Photo of Mark Prisk Mark Prisk Shadow Minister (Business, Enterprise and Regulatory Reform)

Will the Minister say, from a practical point of view, what steps a business should follow if it decides or feels that it needs to terminate or revoke the nomination of the primary authority?

Photo of Pat McFadden Pat McFadden Minister of State (Department for Business, Enterprise and Regulatory Reform) (Employment Relations and Postal Affairs), Member, Labour Party National Executive Committee

We spoke in this morning’s sitting about a situation in which one supermarket chain takes over another. The business could go to LBRO and say, for example, “We have been taken over by another group in another part of the country, so we think that the primary authority should no longer be local authority A, but local authority B.” That would be a perfectly rational thing to do. One would hope that LBRO would look kindly on such a situation. There are mechanisms whereby, for completely rational reasons, a business can say that it wants the primary authority to be changed. A similar circumstance could arise if a business moved its headquarters or principal centre of operations from north to south, for example. It would make sense for such a business to have a different primary authority relationship.

I am not saying that the arrangements should be frozen for ever once they are established, but there should be circumstances in which LBRO can say, “This is the relationship that we want to put together.” Under the amendment that the hon. Gentleman has proposed, the business could continually withdraw from primary authority relationships simply by giving notice, without the kind of reason that I have described.
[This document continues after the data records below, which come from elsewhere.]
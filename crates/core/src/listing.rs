//! RemoteListing: the one directory listing a run works from

use crate::remote::{RemoteError, RemoteStore};

/// Ordered names present in the remote directory when the run started.
///
/// Taken once and never re-queried. Deletions performed by the run are
/// applied with [`RemoteListing::remove`], which only affects steps that
/// come after the removal.
#[derive(Debug, Clone, Default, PartialEq, Eq)]
pub struct RemoteListing {
    entries: Vec<String>,
}

impl RemoteListing {
    /// Create a listing from names in server order
    #[must_use]
    pub fn from_names(entries: Vec<String>) -> Self {
        Self { entries }
    }

    /// Query `dir` on the remote store
    ///
    /// # Errors
    /// Returns the store's error if the directory cannot be listed
    pub async fn fetch<S>(store: &S, dir: &str) -> Result<Self, RemoteError>
    where
        S: RemoteStore + ?Sized,
    {
        let entries = store.list_directory(dir).await?;
        tracing::debug!("{} remote files found ({entries:?})", entries.len());
        Ok(Self { entries })
    }

    #[must_use]
    pub fn contains(&self, name: &str) -> bool {
        self.entries.iter().any(|e| e == name)
    }

    /// Drop `name` from the listing. Returns whether it was present.
    pub fn remove(&mut self, name: &str) -> bool {
        match self.entries.iter().position(|e| e == name) {
            Some(index) => {
                self.entries.remove(index);
                true
            }
            None => false,
        }
    }

    /// Entries whose name starts with `prefix`, excluding `prefix` itself
    #[must_use]
    pub fn siblings_of(&self, prefix: &str) -> Vec<String> {
        self.entries
            .iter()
            .filter(|e| e.starts_with(prefix) && e.as_str() != prefix)
            .cloned()
            .collect()
    }

    pub fn iter(&self) -> impl Iterator<Item = &str> {
        self.entries.iter().map(String::as_str)
    }

    #[must_use]
    pub fn len(&self) -> usize {
        self.entries.len()
    }

    #[must_use]
    pub fn is_empty(&self) -> bool {
        self.entries.is_empty()
    }

    #[must_use]
    pub fn into_names(self) -> Vec<String> {
        self.entries
    }
}
//! Request and response types for all mv-daemon HTTP endpoints.
//!
//! The quote body itself is `mv_md::Quote`. No business logic lives here.

use mv_md::MetalTable;
use serde::{Deserialize, Serialize};

// ---------------------------------------------------------------------------
// /health
// ---------------------------------------------------------------------------

#[derive(Debug, Clone, Serialize, Deserialize)]
pub struct HealthResponse {
    /// Always `"healthy"`; upstream state is not consulted.
    pub status: String,
    pub timestamp: String,
}

// ---------------------------------------------------------------------------
// /api/current-price
// ---------------------------------------------------------------------------

/// Query string for `GET /api/current-price`. Both fields are optional.
///
/// Built from raw pairs so a repeated key keeps its first value instead of
/// failing extraction.
#[derive(Debug, Clone, Default, PartialEq, Eq)]
pub struct PriceQuery {
    pub symbol: Option<String>,
    pub currency: Option<String>,
}

impl PriceQuery {
    pub fn from_pairs<I>(pairs: I) -> Self
    where
        I: IntoIterator<Item = (String, String)>,
    {
        let mut q = Self::default();
        for (key, value) in pairs {
            let slot = match key.as_str() {
                "symbol" => &mut q.symbol,
                "currency" => &mut q.currency,
                _ => continue,
            };
            if slot.is_none() {
                *slot = Some(value);
            }
        }
        q
    }
}

/// 400 body for an unrecognised `symbol`.
#[derive(Debug, Clone, Serialize, Deserialize)]
pub struct InvalidSymbolResponse {
    pub error: String,
    pub valid_symbols: Vec<String>,
}

// ---------------------------------------------------------------------------
// /api/metals
// ---------------------------------------------------------------------------

#[derive(Debug, Clone, Serialize)]
pub struct MetalsResponse {
    pub metals: MetalTable,
    pub count: usize,
}

// ---------------------------------------------------------------------------
// Error envelope (404 / 500)
// ---------------------------------------------------------------------------

#[derive(Debug, Clone, Serialize, Deserialize)]
pub struct ErrorResponse {
    pub error: String,
}
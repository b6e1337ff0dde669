//! Service configuration, resolved once at startup from the environment.
//!
//! | Variable            | Default                  |
//! |---------------------|--------------------------|
//! | `GOLD_API_KEY`      | unset (mock-only mode)   |
//! | `GOLD_API_BASE_URL` | `https://www.goldapi.io` |
//! | `HOST`              | `0.0.0.0`                |
//! | `PORT`              | `5000`                   |

pub mod secrets;

use std::net::{IpAddr, Ipv4Addr, SocketAddr};

use anyhow::{Context, Result};

use crate::secrets::{env_lookup, resolve_secrets_with, resolve_var, ResolvedSecrets};

pub const HOST_VAR: &str = "HOST";
pub const PORT_VAR: &str = "PORT";
pub const GOLD_API_BASE_URL_VAR: &str = "GOLD_API_BASE_URL";

pub const DEFAULT_PORT: u16 = 5000;
pub const DEFAULT_GOLD_API_BASE_URL: &str = "https://www.goldapi.io";

#[derive(Debug, Clone, PartialEq, Eq)]
pub struct ServiceConfig {
    pub bind_addr: SocketAddr,
    pub gold_api_base_url: String,
    pub secrets: ResolvedSecrets,
}

impl ServiceConfig {
    /// `true` when no usable upstream credential is available.
    pub fn is_mock_only(&self) -> bool {
        self.secrets.gold_api_key.is_none()
    }
}

/// Resolve from the process environment.
pub fn resolve_service_config() -> Result<ServiceConfig> {
    resolve_service_config_with(&env_lookup)
}

/// Resolve through an arbitrary lookup (tests pass a map instead of mutating env).
///
/// # Errors
/// Fails when `HOST` or `PORT` is set but unparsable. The message names the
/// variable and the offending value; neither is a secret.
pub fn resolve_service_config_with<F>(lookup: &F) -> Result<ServiceConfig>
where
    F: Fn(&str) -> Option<String>,
{
    let host: IpAddr = match resolve_var(lookup, HOST_VAR) {
        Some(raw) => raw
            .parse()
            .with_context(|| format!("CONFIG_INVALID: {HOST_VAR}='{raw}' is not an IP address"))?,
        None => IpAddr::V4(Ipv4Addr::UNSPECIFIED),
    };

    let port: u16 = match resolve_var(lookup, PORT_VAR) {
        Some(raw) => raw
            .parse()
            .with_context(|| format!("CONFIG_INVALID: {PORT_VAR}='{raw}' is not a valid port"))?,
        None => DEFAULT_PORT,
    };

    let gold_api_base_url = resolve_var(lookup, GOLD_API_BASE_URL_VAR)
        .unwrap_or_else(|| DEFAULT_GOLD_API_BASE_URL.to_string());

    Ok(ServiceConfig {
        bind_addr: SocketAddr::new(host, port),
        gold_api_base_url,
        secrets: resolve_secrets_with(lookup),
    })
}
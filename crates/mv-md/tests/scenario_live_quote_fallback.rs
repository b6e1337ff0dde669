//! Scenario: live quote normalization and mock fallback against a simulated GoldAPI.
//!
//! Every test stands up an in-process `httpmock` server in place of
//! GoldAPI.io and drives `PriceFetcher` end to end. No external network.
//!
//! # Coverage
//! 1. 2xx payload → `live_data` quote with deterministic field mapping
//! 2. Credential header and URL path are sent as expected
//! 3. No credential → `mock_data`, zero upstream hits
//! 4. Non-2xx → transport failure → `mock_data` with HTTP error text
//! 5. 2xx with `error` field → upstream failure → `mock_data` with that text
//! 6. Malformed body → decode failure → `mock_data`
//! 7. Timeout → transport failure → `mock_data`
//! 8. Connection refused → transport failure → `mock_data`
//! 9. Every known metal yields `live_data` or `mock_data`

use std::sync::Arc;
use std::time::Duration;

use httpmock::prelude::*;
use mv_md::{
    BasePrices, FetcherConfig, Metal, MockGenerator, PriceFetcher, QuoteStatus, SeededRandom,
};
use serde_json::json;

// ---------------------------------------------------------------------------
// Helpers
// ---------------------------------------------------------------------------

const KEY: &str = "goldapi-test-key";

fn seeded_mock() -> MockGenerator {
    MockGenerator::new(BasePrices::default(), Arc::new(SeededRandom::new(1)))
}

fn fetcher_for(server: &MockServer, timeout: Duration) -> PriceFetcher {
    let cfg = FetcherConfig {
        api_key: Some(KEY.to_string()),
        base_url: server.base_url(),
        timeout,
    };
    PriceFetcher::new(cfg, seeded_mock())
}

// ---------------------------------------------------------------------------
// 1 + 2. Live path
// ---------------------------------------------------------------------------

#[tokio::test]
async fn live_payload_is_normalized_field_by_field() {
    let server = MockServer::start_async().await;
    let upstream = server
        .mock_async(|when, then| {
            when.method(GET)
                .path("/api/XAU/USD")
                .header("x-access-token", KEY);
            then.status(200).json_body(json!({
                "timestamp": 1714564800,
                "metal": "XAU",
                "currency": "USD",
                "price": 2331.455,
                "prev_close_price": 2300.1,
                "ch": 31.355,
                "chp": 1.3632,
                "high_price": 2340,
                "low_price": "2295.5",
                "open_price": 2301.0
            }));
        })
        .await;

    let fetcher = fetcher_for(&server, Duration::from_secs(5));
    let q = fetcher.fetch("XAU", "USD").await;

    upstream.assert_async().await;
    assert_eq!(q.status, QuoteStatus::LiveData);
    assert_eq!(q.data_source, "GoldAPI.io");
    assert_eq!(q.symbol, "XAU");
    assert_eq!(q.name, "Gold");
    assert_eq!(q.currency, "USD");
    // Upstream precision passes through unrounded.
    assert_eq!(q.price, 2331.455);
    assert_eq!(q.prev_close_price, 2300.1);
    assert_eq!(q.ch, 31.355);
    assert_eq!(q.change_pct, 1.3632);
    assert_eq!(q.high, 2340.0);
    assert_eq!(q.low, 2295.5);
    assert_eq!(q.open, 2301.0);
    assert_eq!(q.timestamp, "2024-05-01T12:00:00.000Z");
    assert!(q.error.is_none());
}

#[tokio::test]
async fn live_payload_with_missing_fields_defaults_to_zero() {
    let server = MockServer::start_async().await;
    server
        .mock_async(|when, then| {
            when.method(GET).path("/api/XAG/EUR");
            then.status(200).json_body(json!({ "price": 26.1 }));
        })
        .await;

    let q = fetcher_for(&server, Duration::from_secs(5))
        .fetch("XAG", "EUR")
        .await;

    assert_eq!(q.status, QuoteStatus::LiveData);
    assert_eq!(q.price, 26.1);
    assert_eq!(q.prev_close_price, 0.0);
    assert_eq!(q.ch, 0.0);
    assert_eq!(q.high, 0.0);
    assert!(!q.timestamp.is_empty());
}

// ---------------------------------------------------------------------------
// 3. No credential
// ---------------------------------------------------------------------------

#[tokio::test]
async fn missing_credential_never_touches_upstream() {
    let server = MockServer::start_async().await;
    let upstream = server
        .mock_async(|when, then| {
            when.any_request();
            then.status(200).json_body(json!({ "price": 1.0 }));
        })
        .await;

    for key in [None, Some(""), Some("your_api_key_here")] {
        let cfg = FetcherConfig {
            api_key: key.map(str::to_string),
            base_url: server.base_url(),
            timeout: Duration::from_secs(5),
        };
        let fetcher = PriceFetcher::new(cfg, seeded_mock());
        let q = fetcher.fetch("XAU", "USD").await;

        assert_eq!(q.status, QuoteStatus::MockData);
        assert_eq!(q.data_source, "Mock Generator");
        assert_eq!(q.error.as_deref(), Some("API key not configured."));
    }

    assert_eq!(upstream.hits_async().await, 0);
}

// ---------------------------------------------------------------------------
// 4. Non-2xx
// ---------------------------------------------------------------------------

#[tokio::test]
async fn non_2xx_falls_back_with_http_error_text() {
    let server = MockServer::start_async().await;
    server
        .mock_async(|when, then| {
            when.method(GET).path("/api/XPT/USD");
            then.status(403)
                .json_body(json!({ "error": "No API Key provided" }));
        })
        .await;

    let fetcher = fetcher_for(&server, Duration::from_secs(5));

    let err = fetcher.fetch_live("XPT", "USD").await.unwrap_err();
    assert_eq!(err.kind(), "transport");
    assert!(err.message().contains("403"), "got: {err}");

    let q = fetcher.fetch("XPT", "USD").await;
    assert_eq!(q.status, QuoteStatus::MockData);
    assert_eq!(q.name, "Platinum");
    assert!(q.error.as_deref().unwrap_or_default().contains("403"));
}

// ---------------------------------------------------------------------------
// 5. Upstream-reported error
// ---------------------------------------------------------------------------

#[tokio::test]
async fn upstream_error_field_falls_back_with_that_text() {
    let server = MockServer::start_async().await;
    server
        .mock_async(|when, then| {
            when.method(GET).path("/api/XAU/ZZZ");
            then.status(200)
                .json_body(json!({ "error": "Invalid Currency" }));
        })
        .await;

    let fetcher = fetcher_for(&server, Duration::from_secs(5));

    let err = fetcher.fetch_live("XAU", "ZZZ").await.unwrap_err();
    assert_eq!(err.kind(), "upstream");

    let q = fetcher.fetch("XAU", "ZZZ").await;
    assert_eq!(q.status, QuoteStatus::MockData);
    assert_eq!(q.currency, "ZZZ");
    assert_eq!(q.error.as_deref(), Some("Invalid Currency"));
}

// ---------------------------------------------------------------------------
// 6. Malformed body
// ---------------------------------------------------------------------------

#[tokio::test]
async fn malformed_body_falls_back_as_decode_error() {
    let server = MockServer::start_async().await;
    server
        .mock_async(|when, then| {
            when.method(GET).path("/api/XPD/USD");
            then.status(200).body("<html>maintenance</html>");
        })
        .await;

    let fetcher = fetcher_for(&server, Duration::from_secs(5));

    let err = fetcher.fetch_live("XPD", "USD").await.unwrap_err();
    assert_eq!(err.kind(), "decode");

    let q = fetcher.fetch("XPD", "USD").await;
    assert_eq!(q.status, QuoteStatus::MockData);
    assert!(q.error.is_some());
}

// ---------------------------------------------------------------------------
// 7 + 8. Transport failures
// ---------------------------------------------------------------------------

#[tokio::test]
async fn slow_upstream_times_out_into_mock() {
    let server = MockServer::start_async().await;
    server
        .mock_async(|when, then| {
            when.method(GET).path("/api/XCU/USD");
            then.status(200)
                .delay(Duration::from_secs(3))
                .json_body(json!({ "price": 4.3 }));
        })
        .await;

    let fetcher = fetcher_for(&server, Duration::from_millis(200));

    let err = fetcher.fetch_live("XCU", "USD").await.unwrap_err();
    assert_eq!(err.kind(), "transport");

    let q = fetcher.fetch("XCU", "USD").await;
    assert_eq!(q.status, QuoteStatus::MockData);
    assert_eq!(q.name, "Copper");
}

#[tokio::test]
async fn refused_connection_falls_back_to_mock() {
    let cfg = FetcherConfig {
        api_key: Some(KEY.to_string()),
        // Port 1 is reserved and never listening in test environments.
        base_url: "http://127.0.0.1:1".to_string(),
        timeout: Duration::from_secs(2),
    };
    let fetcher = PriceFetcher::new(cfg, seeded_mock());

    let err = fetcher.fetch_live("XAU", "USD").await.unwrap_err();
    assert_eq!(err.kind(), "transport");

    let q = fetcher.fetch("XAU", "USD").await;
    assert_eq!(q.status, QuoteStatus::MockData);
    assert!(q.error.is_some());
}

// ---------------------------------------------------------------------------
// 9. Status is always one of the two values
// ---------------------------------------------------------------------------

#[tokio::test]
async fn every_metal_yields_live_or_mock() {
    let server = MockServer::start_async().await;
    server
        .mock_async(|when, then| {
            when.method(GET).path("/api/XAU/USD");
            then.status(200).json_body(json!({ "price": 2300.0 }));
        })
        .await;
    // Anything else is a 404 from httpmock.

    let fetcher = fetcher_for(&server, Duration::from_secs(5));
    for m in Metal::ALL {
        let q = fetcher.fetch(m.code(), "USD").await;
        assert!(matches!(
            q.status,
            QuoteStatus::LiveData | QuoteStatus::MockData
        ));
        if m == Metal::Gold {
            assert_eq!(q.status, QuoteStatus::LiveData);
        } else {
            assert_eq!(q.status, QuoteStatus::MockData);
        }
    }
}
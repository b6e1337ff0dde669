//! mv-daemon entry point.
//!
//! This file is intentionally thin: it sets up tracing, resolves config,
//! builds the shared state, wires middleware, and starts the HTTP server.
//! All route handlers live in `routes.rs`; shared state in `state.rs`.

use std::sync::Arc;

use anyhow::Context;
use axum::http::Method;
use mv_daemon::{routes, state};
use tower_http::{
    cors::{Any, CorsLayer},
    trace::{DefaultMakeSpan, DefaultOnResponse, TraceLayer},
};
use tracing::{info, warn, Level};

#[tokio::main]
async fn main() -> anyhow::Result<()> {
    // Load .env.local if present (dev convenience).
    // Silent if the file does not exist; production injects env vars directly.
    let _ = dotenvy::from_filename(".env.local");

    init_tracing();

    let cfg = mv_config::resolve_service_config().context("config resolution failed")?;
    let shared = Arc::new(state::AppState::from_config(&cfg));

    if shared.fetcher.has_live_source() {
        info!(upstream = %cfg.gold_api_base_url, "live prices enabled");
    } else {
        warn!("GOLD_API_KEY not configured; serving mock prices only");
    }

    let app = routes::with_panic_guard(routes::build_router(Arc::clone(&shared)))
        .layer(
            TraceLayer::new_for_http()
                .make_span_with(DefaultMakeSpan::new().level(Level::INFO))
                .on_response(DefaultOnResponse::new().level(Level::INFO)),
        )
        .layer(cors_any_origin());

    let listener = tokio::net::TcpListener::bind(cfg.bind_addr)
        .await
        .with_context(|| format!("bind {} failed", cfg.bind_addr))?;
    info!(
        service = shared.build.service,
        version = shared.build.version,
        "listening on http://{}",
        cfg.bind_addr
    );

    axum::serve(listener, app)
        .with_graceful_shutdown(shutdown_signal())
        .await
        .context("server crashed")?;

    Ok(())
}

fn init_tracing() {
    tracing_subscriber::fmt()
        .with_env_filter(
            tracing_subscriber::EnvFilter::try_from_default_env().unwrap_or_else(|_| "info".into()),
        )
        .init();
}

/// CORS: the browser client may live on any origin; the API is read-only.
fn cors_any_origin() -> CorsLayer {
    CorsLayer::new()
        .allow_origin(Any)
        .allow_methods([Method::GET])
        .allow_headers(Any)
}

async fn shutdown_signal() {
    let ctrl_c = async {
        if let Err(e) = tokio::signal::ctrl_c().await {
            warn!(error = %e, "ctrl-c handler unavailable");
            std::future::pending::<()>().await;
        }
    };

    #[cfg(unix)]
    let terminate = async {
        match tokio::signal::unix::signal(tokio::signal::unix::SignalKind::terminate()) {
            Ok(mut sig) => {
                sig.recv().await;
            }
            Err(e) => {
                warn!(error = %e, "SIGTERM handler unavailable");
                std::future::pending::<()>().await;
            }
        }
    };

    #[cfg(not(unix))]
    let terminate = std::future::pending::<()>();

    tokio::select! {
        _ = ctrl_c => {},
        _ = terminate => {},
    }
    info!("shutdown signal received");
}
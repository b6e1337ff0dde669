//! Runtime secret resolution.
//!
//! This module is the **single source of truth** for reading the upstream
//! credential.
//!
//! # Contract
//! - At startup, callers invoke [`resolve_secrets_with`] (or
//!   [`crate::resolve_service_config`]) once.
//! - The returned `ResolvedSecrets` is passed into constructors; never scatter
//!   `std::env::var` calls across the codebase.
//! - `Debug` impls on all secret-containing structs **redact** values.
//!
//! A missing credential is **not** an error: the service runs mock-only.
//! The sample-env placeholder counts as missing.

/// Env var holding the GoldAPI.io access token.
pub const GOLD_API_KEY_VAR: &str = "GOLD_API_KEY";

/// Placeholder shipped in sample env files; treated as "no key".
pub const PLACEHOLDER_API_KEY: &str = "your_api_key_here";

/// Filter out blank and placeholder credentials.
pub fn usable_api_key(raw: Option<&str>) -> Option<String> {
    let key = raw?.trim();
    if key.is_empty() || key == PLACEHOLDER_API_KEY {
        None
    } else {
        Some(key.to_string())
    }
}

/// All runtime-resolved secrets.
///
/// **Values are redacted in `Debug` output.**
#[derive(Clone, Default, PartialEq, Eq)]
pub struct ResolvedSecrets {
    /// GoldAPI.io access token. `None` if the env var was absent, blank or
    /// the placeholder.
    pub gold_api_key: Option<String>,
}

impl std::fmt::Debug for ResolvedSecrets {
    fn fmt(&self, f: &mut std::fmt::Formatter<'_>) -> std::fmt::Result {
        f.debug_struct("ResolvedSecrets")
            .field(
                "gold_api_key",
                &self.gold_api_key.as_ref().map(|_| "<REDACTED>"),
            )
            .finish()
    }
}

/// Resolve a named variable through `lookup`.
/// Returns `None` if the variable is unset or its value is blank.
pub(crate) fn resolve_var<F>(lookup: &F, var_name: &str) -> Option<String>
where
    F: Fn(&str) -> Option<String>,
{
    match lookup(var_name) {
        Some(v) if !v.trim().is_empty() => Some(v.trim().to_string()),
        _ => None,
    }
}

/// Process-environment lookup used by the binary.
pub fn env_lookup(var_name: &str) -> Option<String> {
    std::env::var(var_name).ok()
}

/// Resolve all secrets through `lookup`.
pub fn resolve_secrets_with<F>(lookup: &F) -> ResolvedSecrets
where
    F: Fn(&str) -> Option<String>,
{
    ResolvedSecrets {
        gold_api_key: usable_api_key(resolve_var(lookup, GOLD_API_KEY_VAR).as_deref()),
    }
}
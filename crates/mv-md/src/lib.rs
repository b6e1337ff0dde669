//! mv-md
//!
//! Spot-price market data for the metals desk.
//!
//! This crate owns the metal table, the normalized [`Quote`] schema, the
//! upstream provider boundary (GoldAPI.io) and the synthetic fallback
//! generator. It does **not** serve HTTP; `mv-daemon` wraps [`PriceFetcher`].

pub mod fetcher;
pub mod goldapi;
pub mod metal;
pub mod mock;
pub mod normalizer;
pub mod provider;
pub mod quote;

pub use fetcher::{usable_api_key, FetcherConfig, PriceFetcher, PLACEHOLDER_API_KEY};
pub use goldapi::GoldApiSource;
pub use metal::{Metal, MetalTable};
pub use mock::{BasePrices, MockGenerator, RandomSource, SeededRandom, ThreadRandom};
pub use provider::{PriceError, QuoteSource};
pub use quote::{Quote, QuoteStatus};
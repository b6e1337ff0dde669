//! The fixed set of supported metals.

use serde::ser::{Serialize, SerializeMap, Serializer};

/// A supported metal, identified upstream by its ISO 4217-style code.
#[derive(Debug, Clone, Copy, PartialEq, Eq, Hash)]
pub enum Metal {
    Gold,
    Silver,
    Platinum,
    Palladium,
    Copper,
}

impl Metal {
    /// Every supported metal in display order.
    pub const ALL: [Metal; 5] = [
        Metal::Gold,
        Metal::Silver,
        Metal::Platinum,
        Metal::Palladium,
        Metal::Copper,
    ];

    pub fn code(&self) -> &'static str {
        match self {
            Metal::Gold => "XAU",
            Metal::Silver => "XAG",
            Metal::Platinum => "XPT",
            Metal::Palladium => "XPD",
            Metal::Copper => "XCU",
        }
    }

    pub fn name(&self) -> &'static str {
        match self {
            Metal::Gold => "Gold",
            Metal::Silver => "Silver",
            Metal::Platinum => "Platinum",
            Metal::Palladium => "Palladium",
            Metal::Copper => "Copper",
        }
    }

    /// Exact (case-sensitive) lookup by code. Callers uppercase first.
    pub fn from_code(code: &str) -> Option<Metal> {
        Metal::ALL.into_iter().find(|m| m.code() == code)
    }

    pub fn codes() -> Vec<&'static str> {
        Metal::ALL.iter().map(Metal::code).collect()
    }
}

/// Display name for `symbol`, or the symbol itself when it is not a known metal.
pub fn display_name(symbol: &str) -> String {
    match Metal::from_code(symbol) {
        Some(m) => m.name().to_string(),
        None => symbol.to_string(),
    }
}

/// The metal table serialized as a `{code: name}` JSON object.
///
/// Keys are emitted in [`Metal::ALL`] order rather than sorted.
#[derive(Debug, Clone, Copy, Default, PartialEq, Eq)]
pub struct MetalTable;

impl MetalTable {
    pub fn len(&self) -> usize {
        Metal::ALL.len()
    }

    pub fn is_empty(&self) -> bool {
        false
    }
}

impl Serialize for MetalTable {
    fn serialize<S: Serializer>(&self, serializer: S) -> Result<S::Ok, S::Error> {
        let mut map = serializer.serialize_map(Some(Metal::ALL.len()))?;
        for m in Metal::ALL {
            map.serialize_entry(m.code(), m.name())?;
        }
        map.end()
    }
}
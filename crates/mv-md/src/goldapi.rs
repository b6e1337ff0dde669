//! GoldAPI.io-backed live quote source.
//!
//! API key is resolved by the caller (daemon startup) and passed in; do not log it.

use std::time::Duration;

use chrono::Utc;

use crate::normalizer::{normalize, UpstreamPayload};
use crate::provider::{PriceError, QuoteSource};
use crate::quote::Quote;

pub const GOLDAPI_BASE_URL: &str = "https://www.goldapi.io";
pub const GOLDAPI_SOURCE_NAME: &str = "GoldAPI.io";

#[derive(Clone)]
pub struct GoldApiSource {
    api_key: String,
    http: reqwest::Client,
    base_url: String,
    timeout: Duration,
}

impl std::fmt::Debug for GoldApiSource {
    fn fmt(&self, f: &mut std::fmt::Formatter<'_>) -> std::fmt::Result {
        f.debug_struct("GoldApiSource")
            .field("api_key", &"<REDACTED>")
            .field("base_url", &self.base_url)
            .field("timeout", &self.timeout)
            .finish()
    }
}

impl GoldApiSource {
    pub fn new(api_key: String, timeout: Duration) -> Self {
        Self::new_with_base_url(api_key, GOLDAPI_BASE_URL.to_string(), timeout)
    }

    pub fn new_with_base_url(api_key: String, base_url: String, timeout: Duration) -> Self {
        Self {
            api_key,
            http: reqwest::Client::new(),
            base_url,
            timeout,
        }
    }

    fn build_quote_url(&self, symbol: &str, currency: &str) -> String {
        format!(
            "{}/api/{}/{}",
            self.base_url.trim_end_matches('/'),
            symbol,
            currency
        )
    }
}

#[async_trait::async_trait]
impl QuoteSource for GoldApiSource {
    fn source_name(&self) -> &'static str {
        GOLDAPI_SOURCE_NAME
    }

    async fn fetch_quote(&self, symbol: &str, currency: &str) -> Result<Quote, PriceError> {
        let url = self.build_quote_url(symbol, currency);

        let resp = self
            .http
            .get(url)
            .header("x-access-token", self.api_key.as_str())
            .header(reqwest::header::CONTENT_TYPE, "application/json")
            .timeout(self.timeout)
            .send()
            .await
            .map_err(|e| PriceError::Transport(e.to_string()))?;

        // Non-2xx is classified with the network failures, not as an upstream error.
        let resp = resp
            .error_for_status()
            .map_err(|e| PriceError::Transport(e.to_string()))?;

        let body = resp
            .text()
            .await
            .map_err(|e| PriceError::Transport(e.to_string()))?;

        let payload = UpstreamPayload::from_body(&body)?;
        if let Some(err) = payload.error_message() {
            return Err(PriceError::Upstream(err));
        }

        normalize(&payload, symbol, currency, self.source_name(), Utc::now())
    }
}

#[cfg(test)]
mod tests {
    use super::*;

    #[test]
    fn quote_url_joins_without_double_slash() {
        let src = GoldApiSource::new_with_base_url(
            "k".to_string(),
            "http://localhost:9000/".to_string(),
            Duration::from_secs(1),
        );
        assert_eq!(
            src.build_quote_url("XAU", "USD"),
            "http://localhost:9000/api/XAU/USD"
        );
    }

    #[test]
    fn debug_redacts_api_key() {
        let src = GoldApiSource::new("super-secret".to_string(), Duration::from_secs(10));
        let dbg = format!("{src:?}");
        assert!(!dbg.contains("super-secret"));
        assert!(dbg.contains("<REDACTED>"));
    }

    #[test]
    fn default_base_url_is_goldapi() {
        let src = GoldApiSource::new("k".to_string(), Duration::from_secs(10));
        assert_eq!(src.build_quote_url("XAG", "EUR"), "https://www.goldapi.io/api/XAG/EUR");
    }
}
The danger is that we could have regulatory shopping around for the best deal, as it were, which I do not think would serve the Bill’s purpose.

Photo of Ann McKechin Ann McKechin Labour, Glasgow North

Will the Minister confirm how the LBRO will determine the suitability of Scottish local authorities as primary local authorities, given that there is no specific requirement for the membership of the LBRO to contain anyone with a Scottish background, be that a member of the Scottish Government or a person from the Scottish local authority?

Photo of Pat McFadden Pat McFadden Minister of State (Department for Business, Enterprise and Regulatory Reform) (Employment Relations and Postal Affairs), Member, Labour Party National Executive Committee

By the same criteria as anywhere else. It would depend on whether the company, which operates in multiple areas, has headquarters in a particular Scottish local authority, or has its main operations in a Scottish area. It may also have operations in different parts of Scotland or across Scotland and England. The same principle would apply in all those cases. There is a clause in the Bill that sets out the territorial application on which we touched. Assuming that territorial application applies and that we are talking about functions that are reserved, then LBRO’s primary authority principle will operate in the same way in Scotland as elsewhere.

Photo of Mark Prisk Mark Prisk Shadow Minister (Business, Enterprise and Regulatory Reform)

The debate has been useful because it has helped to clarify an issue that is not very clear in the Bill. Clause 26(5)(b) refers to when LBRO “considers it appropriate”. The Minister has now made it clear that a number of avenues are available to businesses to enable them to terminate any particular relationship with a primary authority. That has been helpful. In some ways, it would have been better for it to have been explicit, but with that clarification, I beg to ask leave to withdraw the amendment.

Amendment, by leave, withdrawn.

Clause 26 ordered to stand part of the Bill.